La película era un bodrio. Un carro de color indefinido avanza a varios kilómetros por hora mientras es perseguido por dos patrullas; el fuego cruzado atrapa a varios civiles que caen al lado de la carretera. Las sirenas estallan los oídos; las patrullas dejan una estela de polvo que hace imposible ver más allá de las narices. El patrullero 1 descarga todo el cargador de su .45 hacia un blanco indefinido; el patrullero 2, que se ha bajado de su patrulla y espera, impaciente, la llegada del carro ¿rojo?, con un cuerno de chivo y un peine repleto. Desde el carro, dos tipos repelen los ataques de los patrulleros con sendas uzis; los patrulleros contestan, una, dos, tres veces; cae patrullero 2: un certero disparo le perfora el pecho. Patrullero 2 corre hacia su patrulla: más vale que digan que aquí corrió que aquí murió ¿piensa? El carro ¿rojo? lo rodea. Se bajan los dos tipos. Lo golpean. Lo amenazan. Lo escupen. Lo llaman rata. El tipo 1 le apunta con su uzi mientras el tipo 2 (el jefe, supongo) le pregunta quién es el soplón. El patrullero 2 escupe un nombre entre la sangre artificial que sale de su boca.
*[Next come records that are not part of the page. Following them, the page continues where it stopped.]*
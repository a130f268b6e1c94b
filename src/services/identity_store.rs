use crate::api::error::AppError;
use crate::entities::{prelude::*, users};
use async_trait::async_trait;
use chrono::Utc;
use sea_orm::{
    ActiveModelTrait, ColumnTrait, Condition, DatabaseConnection, DbErr, EntityTrait, QueryFilter,
    Set, SqlErr, sea_query::Expr,
};

pub struct NewUser {
    pub id: String,
    pub username: String,
    pub email: String,
    pub full_name: String,
    pub password_hash: String,
    pub avatar: String,
    pub cover_image: Option<String>,
}

#[derive(Default)]
pub struct ProfileChanges {
    pub full_name: Option<String>,
    pub email: Option<String>,
    pub avatar: Option<String>,
    pub cover_image: Option<String>,
}

/// Precondition for a write to the refresh-token slot.
#[derive(Debug, Clone)]
pub enum SlotWrite {
    /// Replace whatever is stored (login, logout).
    Overwrite,
    /// Replace only if the slot still holds `token` at `version` (rotation).
    IfCurrent { token: String, version: i64 },
}

#[async_trait]
pub trait IdentityStore: Send + Sync {
    async fn find_by_id(&self, id: &str) -> Result<Option<users::Model>, AppError>;
    async fn find_by_username_or_email(
        &self,
        identifier: &str,
    ) -> Result<Option<users::Model>, AppError>;
    /// Any user other than `exclude_id` holding this username or email.
    async fn find_conflicting(
        &self,
        username: Option<&str>,
        email: Option<&str>,
        exclude_id: Option<&str>,
    ) -> Result<Option<users::Model>, AppError>;
    async fn create_user(&self, user: NewUser) -> Result<users::Model, AppError>;
    async fn update_profile(
        &self,
        user_id: &str,
        changes: ProfileChanges,
    ) -> Result<users::Model, AppError>;
    async fn update_password(&self, user_id: &str, password_hash: String) -> Result<(), AppError>;
    /// Writes the refresh-token slot and bumps `session_version`.
    /// Returns `false` when the precondition did not hold and nothing was written.
    async fn write_refresh_token(
        &self,
        user_id: &str,
        precondition: SlotWrite,
        token: Option<String>,
    ) -> Result<bool, AppError>;
}

pub struct SeaOrmIdentityStore {
    db: DatabaseConnection,
}

impl SeaOrmIdentityStore {
    pub fn new(db: DatabaseConnection) -> Self {
        Self { db }
    }
}

fn map_unique_violation(err: DbErr) -> AppError {
    match err.sql_err() {
        Some(SqlErr::UniqueConstraintViolation(_)) => {
            AppError::Conflict("User with email or username already exists".to_string())
        }
        _ => AppError::Database(err),
    }
}

#[async_trait]
impl IdentityStore for SeaOrmIdentityStore {
    async fn find_by_id(&self, id: &str) -> Result<Option<users::Model>, AppError> {
        Ok(Users::find_by_id(id).one(&self.db).await?)
    }

    async fn find_by_username_or_email(
        &self,
        identifier: &str,
    ) -> Result<Option<users::Model>, AppError> {
        let user = Users::find()
            .filter(
                Condition::any()
                    .add(users::Column::Username.eq(identifier))
                    .add(users::Column::Email.eq(identifier)),
            )
            .one(&self.db)
            .await?;
        Ok(user)
    }

    async fn find_conflicting(
        &self,
        username: Option<&str>,
        email: Option<&str>,
        exclude_id: Option<&str>,
    ) -> Result<Option<users::Model>, AppError> {
        let mut any = Condition::any();
        if let Some(username) = username {
            any = any.add(users::Column::Username.eq(username));
        }
        if let Some(email) = email {
            any = any.add(users::Column::Email.eq(email));
        }
        if any.is_empty() {
            return Ok(None);
        }

        let mut cond = Condition::all().add(any);
        if let Some(id) = exclude_id {
            cond = cond.add(users::Column::Id.ne(id));
        }

        Ok(Users::find().filter(cond).one(&self.db).await?)
    }

    async fn create_user(&self, user: NewUser) -> Result<users::Model, AppError> {
        let now = Utc::now();
        let model = users::ActiveModel {
            id: Set(user.id),
            username: Set(user.username),
            email: Set(user.email),
            full_name: Set(user.full_name),
            password_hash: Set(user.password_hash),
            avatar: Set(user.avatar),
            cover_image: Set(user.cover_image),
            refresh_token: Set(None),
            session_version: Set(0),
            created_at: Set(now),
            updated_at: Set(now),
        };

        model.insert(&self.db).await.map_err(map_unique_violation)
    }

    async fn update_profile(
        &self,
        user_id: &str,
        changes: ProfileChanges,
    ) -> Result<users::Model, AppError> {
        let user = Users::find_by_id(user_id)
            .one(&self.db)
            .await?
            .ok_or_else(|| AppError::NotFound("User not found".to_string()))?;

        let mut active: users::ActiveModel = user.into();
        if let Some(full_name) = changes.full_name {
            active.full_name = Set(full_name);
        }
        if let Some(email) = changes.email {
            active.email = Set(email);
        }
        if let Some(avatar) = changes.avatar {
            active.avatar = Set(avatar);
        }
        if let Some(cover_image) = changes.cover_image {
            active.cover_image = Set(Some(cover_image));
        }
        active.updated_at = Set(Utc::now());

        active.update(&self.db).await.map_err(map_unique_violation)
    }

    async fn update_password(&self, user_id: &str, password_hash: String) -> Result<(), AppError> {
        let result = Users::update_many()
            .col_expr(users::Column::PasswordHash, Expr::value(password_hash))
            .col_expr(users::Column::UpdatedAt, Expr::value(Utc::now()))
            .filter(users::Column::Id.eq(user_id))
            .exec(&self.db)
            .await?;

        if result.rows_affected == 0 {
            return Err(AppError::NotFound("User not found".to_string()));
        }
        Ok(())
    }

    async fn write_refresh_token(
        &self,
        user_id: &str,
        precondition: SlotWrite,
        token: Option<String>,
    ) -> Result<bool, AppError> {
        let mut update = Users::update_many()
            .col_expr(users::Column::RefreshToken, Expr::value(token))
            .col_expr(
                users::Column::SessionVersion,
                Expr::col(users::Column::SessionVersion).add(1),
            )
            .col_expr(users::Column::UpdatedAt, Expr::value(Utc::now()))
            .filter(users::Column::Id.eq(user_id));

        if let SlotWrite::IfCurrent { token, version } = precondition {
            update = update
                .filter(users::Column::RefreshToken.eq(token))
                .filter(users::Column::SessionVersion.eq(version));
        }

        let result = update.exec(&self.db).await?;
        Ok(result.rows_affected == 1)
    }
}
El tipo 1 uno le descarga un balazo en la cabeza: el cuerpo del patrullero cae, desparramado, sobre la polvareda. No me gustan estas películas, pero el Valedor me obliga –sí, literalmente- a verlas.
UNA HISTORIA INCONCLUSA: LA PERLA NEGRA
El Valedor ha decido que durante dos días no se meterá nada. Tiene miedo que se le pudra la nariz. Me lo ha dicho y también ha dicho que el fin de semana se largará. Ha recibido instrucciones de Susano de llevarme hasta la frontera y ahí un contacto me esperará para cruzar. El contacto me llevará a una casa de seguridad en Waco, donde estaré dos días, y después me internarán en el deep south, en un poblado de Alabama donde estaré hasta que esta mierda pase y pueda regresar. Recibo una mentada de madre cuando le pregunto por qué deciden por mí. Quizá yo quiero ir a San Antonio con mi familia. “Tu familia está mejor sin ti, por ahora, pendejo”, me dice. Yo guardo silencio y enciendo un cigarro. El Valedor enciende la pantalla de cuatro mil dólares que no percibe los colores. “Estos hijos de puta piensan que me van a chingar”, masculla.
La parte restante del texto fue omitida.